Hash Chicago, not surprisingly, serves a number of hashes. What’s interesting is how they hang their whole concept on the hash, changing up the build but keeping it firmly within the comfort food zone. Examples include a Pork Bubble & Squeak with pork shoulder, sweet potatoes, Brussels sprouts and mustard cream sauce. At Pinewood Social in Nashville, the Pot Roast Hash sees beef, potato, peppers and a sunny-side-up egg. Diners at 24 Diner in Austin, Texas, can choose from four hashes, all starring house-cut Idaho Burbank potatoes mixed with onions, jalapeños and set with two runny eggs.

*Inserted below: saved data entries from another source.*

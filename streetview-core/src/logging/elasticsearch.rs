//! Search-indexed remote log sink backed by Elasticsearch.
//!
//! Nothing touches the network at construction: the first record triggers the
//! hook setup (a reachability check followed by spawning the shipping task),
//! retried with the configured policy. Once installed the hook is reused and
//! records are handed to the shipping task without waiting for the index
//! response. The hand-off queue is bounded: when it is full the record is
//! refused so the chain falls through to the next backend.

use std::time::Duration;

use async_trait::async_trait;
use reqwest::Client;
use serde_json::Value;
use tokio::sync::mpsc::{self, error::TrySendError};
use tokio::sync::OnceCell;
use tracing::{info, warn};
use uuid::Uuid;

use super::{Fields, LogBackend, LogError, LogRecord, RequiredFields, Severity};
use crate::retry::RetryPolicy;

/// Per-request timeout for the reachability check and for shipping a record.
const REQUEST_TIMEOUT: Duration = Duration::from_secs(5);

/// Records waiting for the shipping task.
const SHIPPING_QUEUE_CAPACITY: usize = 1024;

#[derive(Debug, Clone)]
pub struct ElasticsearchConfig {
    pub host: String,
    pub port: u16,
    pub index: String,
    pub retry: RetryPolicy,
}

impl Default for ElasticsearchConfig {
    fn default() -> Self {
        Self {
            host: "localhost".to_string(),
            port: 9200,
            index: "palmago".to_string(),
            retry: RetryPolicy::from_secs(1, 3),
        }
    }
}

impl ElasticsearchConfig {
    /// Plain HTTP only.
    pub fn base_url(&self) -> String {
        format!("http://{}:{}", self.host, self.port)
    }

    pub fn document_url(&self) -> String {
        format!("{}/{}/_doc", self.base_url(), self.index)
    }
}

pub struct ElasticsearchSink {
    config: ElasticsearchConfig,
    client: Client,
    required: RequiredFields,
    shipper: OnceCell<mpsc::Sender<Value>>,
}

impl ElasticsearchSink {
    pub fn new(config: ElasticsearchConfig, env: impl Into<String>) -> Result<Self, LogError> {
        let client = Client::builder()
            .timeout(REQUEST_TIMEOUT)
            .build()
            .map_err(|e| LogError::Unavailable(format!("Failed to create HTTP client: {e}")))?;

        Ok(Self {
            config,
            client,
            required: RequiredFields::new(env),
            shipper: OnceCell::new(),
        })
    }

    /// Whether the hook has been installed yet.
    pub fn is_connected(&self) -> bool {
        self.shipper.initialized()
    }

    async fn shipper(&self) -> Result<&mpsc::Sender<Value>, LogError> {
        self.shipper
            .get_or_try_init(|| async {
                self.config
                    .retry
                    .execute(|| self.install_hook())
                    .await
                    .map_err(|exhausted| LogError::Unavailable(exhausted.to_string()))
            })
            .await
    }

    async fn install_hook(&self) -> Result<mpsc::Sender<Value>, LogError> {
        let base_url = self.config.base_url();

        let response = self
            .client
            .get(&base_url)
            .send()
            .await
            .map_err(|e| LogError::Unavailable(format!("{base_url}: {}", e.without_url())))?;

        let status = response.status();
        if !status.is_success() {
            return Err(LogError::Unavailable(format!(
                "{base_url} returned status: {status}"
            )));
        }

        let (sender, receiver) = mpsc::channel(SHIPPING_QUEUE_CAPACITY);
        tokio::spawn(ship_records(
            self.client.clone(),
            self.config.document_url(),
            receiver,
        ));

        info!(url = %base_url, index = %self.config.index, "Elasticsearch log hook installed");
        Ok(sender)
    }
}

fn enqueue(sender: &mpsc::Sender<Value>, record: Value) -> Result<(), LogError> {
    sender.try_send(record).map_err(|err| match err {
        TrySendError::Full(_) => {
            LogError::Unavailable("Elasticsearch shipping queue is full".into())
        }
        TrySendError::Closed(_) => {
            LogError::Unavailable("Elasticsearch shipping task has stopped".into())
        }
    })
}

async fn ship_records(client: Client, url: String, mut receiver: mpsc::Receiver<Value>) {
    while let Some(record) = receiver.recv().await {
        match client.post(&url).json(&record).send().await {
            Ok(response) if response.status().is_success() => {}
            Ok(response) => {
                warn!(status = %response.status(), "Elasticsearch rejected log record");
            }
            Err(e) => {
                warn!(error = %e.without_url(), "Failed to ship log record to Elasticsearch");
            }
        }
    }
}

#[async_trait]
impl LogBackend for ElasticsearchSink {
    fn name(&self) -> &'static str {
        "elasticsearch"
    }

    async fn log(&self, severity: Severity, message: &str, fields: &Fields) -> Result<(), LogError> {
        let shipper = self.shipper().await?;

        let record = LogRecord::new(severity, message, self.required.merge(fields));
        let value = serde_json::to_value(&record).map_err(|e| LogError::Write(e.to_string()))?;

        enqueue(shipper, value)
    }

    fn update_correlation_id(&self, correlation_id: Uuid) {
        self.required.set_correlation_id(correlation_id);
    }
}
//! Application state module
//!
//! Defines shared state accessible across all request handlers.

use std::sync::Arc;

use streetview_core::{ErrorMapper, GetStreetViewImageHandler, LoggingChain};

/// Application state containing shared resources.
#[derive(Clone)]
pub struct AppState {
    /// Cache-aside image retrieval
    pub handler: Arc<GetStreetViewImageHandler>,
    /// Converts pipeline errors to the outward status
    pub mapper: Arc<ErrorMapper>,
    /// Application log chain (Elasticsearch, then backup file)
    pub logger: Arc<LoggingChain>,
}

impl AppState {
    pub fn new(handler: GetStreetViewImageHandler, logger: Arc<LoggingChain>) -> Self {
        Self {
            handler: Arc::new(handler),
            mapper: Arc::new(ErrorMapper::new(Arc::clone(&logger))),
            logger,
        }
    }
}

Hashes are not confined by potatoes, illustrating the true versatility of this platform. Other root vegetables—carrots, beets, parsnips—and hearty items like Brussels sprouts, squash and beans are on-trend hash carriers. At Balena in Chicago, a crispy polenta hash is topped with pork ragù, served at brunch.  Back at Hash, diners can order the Chickpea Hash with spicy chickpeas, yogurt, crispy kale and paneer. “As a comfort food carrier, hash is like a chameleon, ready to change flavor, color and direction at a moment’s notice,” says Christopher Koetke of Kendall College School of Culinary Arts/Laureate International Universities.. “While often thought of as a breakfast dish, hash has potential for all dayparts. Other starchy ingredients, like plantains, yucca and root vegetables, could replace all or a portion of the potatoes to take the hash in a new direction.”

Championing Chilaquiles
We’ve seen a deeper exploration of Mexican flavors at the breakfast daypart with breakfast burritos and even tacos more common than ever. The next frontier here belongs to chilaquiles. They have the comfort food thing locked up: fried corn tortillas simmered with green or red sauce or salsa, topped with pulled chicken or pork, avocado, queso fresco, crema and fried eggs. Basically, they’re breakfast nachos, and who could say no to that? Driven by the brunch trend, they also wrap up deeply satisfying, adventurous flavor and texture. And like other trends with Mexican dishes and ingredients, chilaquiles are thriving outside of their native environment. Selden Standard in Detroit, which serves traditional fare like lemon ricotta pancakes, also menus chilaquiles (tomatillo, black beans and fried eggs). At Marmalade in Chicago, Vegan Chilaquiles sport an organic tofu scramble with yellow onions, baby spinach, red and green peppers and spicy chilaquiles tossed in Mayan sauce or salsa verde. Down the road at The Bristol, the brunch menu features braised pork chilaquiles with fried egg, lime, cilantro and queso fresco. And Bassett Street Brunch Club in Madison, Wis., cuts right to the chase, serving Breakfast Nachos: corn tortilla chips topped with braised chicken, guajillo chile sauce, crumbled queso fresco, avocado, jalapeños, cilantro, radishes and two eggs over easy.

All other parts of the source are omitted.